(Exercise prompt): Your response must be the entire set of entries, reproduced word for word.

_ _ _ _

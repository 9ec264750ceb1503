use crate::lens::backend::Backend;
use crate::lens::dispatch::{dispatch, initial_effects, EXIT_CODE_OK};
use crate::lens::geometry::{MagnifierState, ScreenPoint};
use crate::lens::messages::{Effect, MagnifierEvent};
use crate::lens::state::{can_transition, Lifecycle};
use crate::settings::Settings;
use anyhow::{anyhow, Context, Result};
use std::ops::ControlFlow;
use std::time::Duration;

/// Owns the lens state and the OS backend, and serializes every mutation
/// through [`dispatch`].
pub struct MagnifierRuntime<B: Backend> {
    backend: B,
    state: MagnifierState,
    lifecycle: Lifecycle,
    tick_interval: Duration,
    exit_code: i32,
    capability_ready: bool,
    window_ready: bool,
    ticking: bool,
}

impl<B: Backend> MagnifierRuntime<B> {
    pub fn new(backend: B, settings: &Settings) -> Self {
        let screen = backend.screen_metrics();
        let state = MagnifierState::new(screen, settings.border_width);
        Self {
            backend,
            state,
            lifecycle: Lifecycle::Idle,
            tick_interval: settings.tick_interval(),
            exit_code: EXIT_CODE_OK,
            capability_ready: false,
            window_ready: false,
            ticking: false,
        }
    }

    pub fn state(&self) -> &MagnifierState {
        &self.state
    }

    pub fn lifecycle(&self) -> Lifecycle {
        self.lifecycle
    }

    pub fn exit_code(&self) -> i32 {
        self.exit_code
    }

    pub fn backend(&self) -> &B {
        &self.backend
    }

    /// Brings up the capability, the window and the tick. Any failure here is
    /// fatal: partial setup is unwound and the error returned.
    pub fn start(&mut self) -> Result<()> {
        self.transition(Lifecycle::Starting)?;
        match self.start_inner() {
            Ok(()) => {
                self.transition(Lifecycle::Running)?;
                tracing::info!(
                    diameter = self.state.diameter(),
                    zoom = self.state.zoom(),
                    "magnifier running"
                );
                Ok(())
            }
            Err(err) => {
                tracing::error!(error = %err, "magnifier startup failed");
                self.release();
                self.transition(Lifecycle::Stopped)?;
                Err(err)
            }
        }
    }

    fn start_inner(&mut self) -> Result<()> {
        self.backend
            .initialize()
            .context("failed to initialize the magnification capability")?;
        self.capability_ready = true;

        self.backend
            .create(self.state.host_bounds())
            .context("failed to create the magnifier window")?;
        self.window_ready = true;

        for effect in initial_effects(&mut self.state) {
            match effect {
                Effect::SetZoomTransform { factor } => self
                    .backend
                    .set_zoom_transform(factor)
                    .context("failed to apply the initial zoom transform")?,
                other => {
                    let _ = self.apply_effect(other);
                }
            }
        }
        self.backend.show();

        self.backend
            .start(self.tick_interval)
            .context("failed to start the refresh tick")?;
        self.ticking = true;
        Ok(())
    }

    /// Feeds one event through the dispatcher. Events outside `Running` are
    /// dropped.
    pub fn handle_event(&mut self, event: MagnifierEvent) -> ControlFlow<i32> {
        if !self.lifecycle.is_running() {
            tracing::trace!(?event, lifecycle = ?self.lifecycle, "dropping event");
            return ControlFlow::Continue(());
        }
        let effects = dispatch(&mut self.state, event);
        self.apply_effects(effects)
    }

    pub fn tick(&mut self, cursor: Option<ScreenPoint>) -> ControlFlow<i32> {
        self.handle_event(MagnifierEvent::Tick { cursor })
    }

    /// Stops the tick before the capability is released. Safe to call more
    /// than once.
    pub fn shutdown(&mut self) {
        match self.lifecycle {
            Lifecycle::Running => {
                let _ = self.transition(Lifecycle::Stopping);
                self.release();
                let _ = self.transition(Lifecycle::Stopped);
                tracing::info!(exit_code = self.exit_code, "magnifier stopped");
            }
            Lifecycle::Idle => {
                let _ = self.transition(Lifecycle::Starting);
                let _ = self.transition(Lifecycle::Stopped);
            }
            Lifecycle::Starting | Lifecycle::Stopping | Lifecycle::Stopped => {}
        }
    }

    fn release(&mut self) {
        if self.ticking {
            self.backend.stop();
            self.ticking = false;
        }
        if self.window_ready {
            self.backend.destroy();
            self.window_ready = false;
        }
        if self.capability_ready {
            self.backend.teardown();
            self.capability_ready = false;
        }
    }

    fn apply_effects(&mut self, effects: Vec<Effect>) -> ControlFlow<i32> {
        for effect in effects {
            if let Some(code) = self.apply_effect(effect) {
                return ControlFlow::Break(code);
            }
        }
        ControlFlow::Continue(())
    }

    /// Steady-state effects are best-effort; the next tick recomputes from
    /// the current state anyway.
    fn apply_effect(&mut self, effect: Effect) -> Option<i32> {
        let backend = &mut self.backend;
        let result = match effect {
            Effect::SetZoomTransform { factor } => backend.set_zoom_transform(factor),
            Effect::SetHostBounds { bounds } => backend.set_bounds(bounds),
            Effect::MoveHost { position } => backend.move_to(position),
            Effect::SetHostClip { clip } => backend.set_clip(clip),
            Effect::SetDisplayBounds { bounds } => backend.set_display_bounds(bounds),
            Effect::SetDisplayClip { clip } => backend.set_display_clip(clip),
            Effect::SetSourceRect { rect } => backend.set_source_region(rect),
            Effect::AssertTopmost => backend.assert_topmost(),
            Effect::RepaintBorder => {
                backend.request_repaint();
                Ok(())
            }
            Effect::SetCursorVisible { visible } => backend.set_cursor_visible(visible),
            Effect::SetClickThrough { enabled } => backend.set_click_through(enabled),
            Effect::BeginDrag => {
                backend.begin_drag();
                Ok(())
            }
            Effect::SetMinimized { minimized } => {
                backend.set_minimized(minimized);
                Ok(())
            }
            Effect::Exit { code } => {
                tracing::info!(code, "exit requested");
                self.exit_code = code;
                return Some(code);
            }
        };
        if let Err(err) = result {
            tracing::trace!(?effect, error = %err, "lens update failed");
        }
        None
    }

    fn transition(&mut self, to: Lifecycle) -> Result<()> {
        if !can_transition(self.lifecycle, to) {
            return Err(anyhow!(
                "invalid magnifier lifecycle transition {:?} -> {:?}",
                self.lifecycle,
                to
            ));
        }
        tracing::debug!(from = ?self.lifecycle, to = ?to, "magnifier lifecycle");
        self.lifecycle = to;
        Ok(())
    }
}

impl<B: Backend> Drop for MagnifierRuntime<B> {
    fn drop(&mut self) {
        self.shutdown();
    }
}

_ _ _ _

(Finished exercise):
repository 9ec264750ceb1503
use crate::lens::backend::Backend;
use crate::lens::dispatch::{dispatch, initial_effects, EXIT_CODE_OK};
use crate::lens::geometry::{MagnifierState, ScreenPoint};
use crate::lens::messages::{Effect, MagnifierEvent};
use crate::lens::state::{can_transition, Lifecycle};
use crate::settings::Settings;
use anyhow::{anyhow, Context, Result};
use std::ops::ControlFlow;
use std::time::Duration;

/// Owns the lens state and the OS backend, and serializes every mutation
/// through [`dispatch`].
pub struct MagnifierRuntime<B: Backend> {
    backend: B,
    state: MagnifierState,
    lifecycle: Lifecycle,
    tick_interval: Duration,
    exit_code: i32,
    capability_ready: bool,
    window_ready: bool,
    ticking: bool,
}

impl<B: Backend> MagnifierRuntime<B> {
    pub fn new(backend: B, settings: &Settings) -> Self {
        let screen = backend.screen_metrics();
        let state = MagnifierState::new(screen, settings.border_width);
        Self {
            backend,
            state,
            lifecycle: Lifecycle::Idle,
            tick_interval: settings.tick_interval(),
            exit_code: EXIT_CODE_OK,
            capability_ready: false,
            window_ready: false,
            ticking: false,
        }
    }

    pub fn state(&self) -> &MagnifierState {
        &self.state
    }

    pub fn lifecycle(&self) -> Lifecycle {
        self.lifecycle
    }

    pub fn exit_code(&self) -> i32 {
        self.exit_code
    }

    pub fn backend(&self) -> &B {
        &self.backend
    }

    /// Brings up the capability, the window and the tick. Any failure here is
    /// fatal: partial setup is unwound and the error returned.
    pub fn start(&mut self) -> Result<()> {
        self.transition(Lifecycle::Starting)?;
        match self.start_inner() {
            Ok(()) => {
                self.transition(Lifecycle::Running)?;
                tracing::info!(
                    diameter = self.state.diameter(),
                    zoom = self.state.zoom(),
                    "magnifier running"
                );
                Ok(())
            }
            Err(err) => {
                tracing::error!(error = %err, "magnifier startup failed");
                self.release();
                self.transition(Lifecycle::Stopped)?;
                Err(err)
            }
        }
    }

    fn start_inner(&mut self) -> Result<()> {
        self.backend
            .initialize()
            .context("failed to initialize the magnification capability")?;
        self.capability_ready = true;

        self.backend
            .create(self.state.host_bounds())
            .context("failed to create the magnifier window")?;
        self.window_ready = true;

        for effect in initial_effects(&mut self.state) {
            match effect {
                Effect::SetZoomTransform { factor } => self
                    .backend
                    .set_zoom_transform(factor)
                    .context("failed to apply the initial zoom transform")?,
                other => {
                    let _ = self.apply_effect(other);
                }
            }
        }
        self.backend.show();

        self.backend
            .start(self.tick_interval)
            .context("failed to start the refresh tick")?;
        self.ticking = true;
        Ok(())
    }

    /// Feeds one event through the dispatcher. Events outside `Running` are
    /// dropped.
    pub fn handle_event(&mut self, event: MagnifierEvent) -> ControlFlow<i32> {
        if !self.lifecycle.is_running() {
            tracing::trace!(?event, lifecycle = ?self.lifecycle, "dropping event");
            return ControlFlow::Continue(());
        }
        let effects = dispatch(&mut self.state, event);
        self.apply_effects(effects)
    }

    pub fn tick(&mut self, cursor: Option<ScreenPoint>) -> ControlFlow<i32> {
        self.handle_event(MagnifierEvent::Tick { cursor })
    }

    /// Stops the tick before the capability is released. Safe to call more
    /// than once.
    pub fn shutdown(&mut self) {
        match self.lifecycle {
            Lifecycle::Running => {
                let _ = self.transition(Lifecycle::Stopping);
                self.release();
                let _ = self.transition(Lifecycle::Stopped);
                tracing::info!(exit_code = self.exit_code, "magnifier stopped");
            }
            Lifecycle::Idle => {
                let _ = self.transition(Lifecycle::Starting);
                let _ = self.transition(Lifecycle::Stopped);
            }
            Lifecycle::Starting | Lifecycle::Stopping | Lifecycle::Stopped => {}
        }
    }

    fn release(&mut self) {
        if self.ticking {
            self.backend.stop();
            self.ticking = false;
        }
        if self.window_ready {
            self.backend.destroy();
            self.window_ready = false;
        }
        if self.capability_ready {
            self.backend.teardown();
            self.capability_ready = false;
        }
    }

    fn apply_effects(&mut self, effects: Vec<Effect>) -> ControlFlow<i32> {
        for effect in effects {
            if let Some(code) = self.apply_effect(effect) {
                return ControlFlow::Break(code);
            }
        }
        ControlFlow::Continue(())
    }

    /// Steady-state effects are best-effort; the next tick recomputes from
    /// the current state anyway.
    fn apply_effect(&mut self, effect: Effect) -> Option<i32> {
        let backend = &mut self.backend;
        let result = match effect {
            Effect::SetZoomTransform { factor } => backend.set_zoom_transform(factor),
            Effect::SetHostBounds { bounds } => backend.set_bounds(bounds),
            Effect::MoveHost { position } => backend.move_to(position),
            Effect::SetHostClip { clip } => backend.set_clip(clip),
            Effect::SetDisplayBounds { bounds } => backend.set_display_bounds(bounds),
            Effect::SetDisplayClip { clip } => backend.set_display_clip(clip),
            Effect::SetSourceRect { rect } => backend.set_source_region(rect),
            Effect::AssertTopmost => backend.assert_topmost(),
            Effect::RepaintBorder => {
                backend.request_repaint();
                Ok(())
            }
            Effect::SetCursorVisible { visible } => backend.set_cursor_visible(visible),
            Effect::SetClickThrough { enabled } => backend.set_click_through(enabled),
            Effect::BeginDrag => {
                backend.begin_drag();
                Ok(())
            }
            Effect::SetMinimized { minimized } => {
                backend.set_minimized(minimized);
                Ok(())
            }
            Effect::Exit { code } => {
                tracing::info!(code, "exit requested");
                self.exit_code = code;
                return Some(code);
            }
        };
        if let Err(err) = result {
            tracing::trace!(?effect, error = %err, "lens update failed");
        }
        None
    }

    fn transition(&mut self, to: Lifecycle) -> Result<()> {
        if !can_transition(self.lifecycle, to) {
            return Err(anyhow!(
                "invalid magnifier lifecycle transition {:?} -> {:?}",
                self.lifecycle,
                to
            ));
        }
        tracing::debug!(from = ?self.lifecycle, to = ?to, "magnifier lifecycle");
        self.lifecycle = to;
        Ok(())
    }
}

impl<B: Backend> Drop for MagnifierRuntime<B> {
    fn drop(&mut self) {
        self.shutdown();
    }
}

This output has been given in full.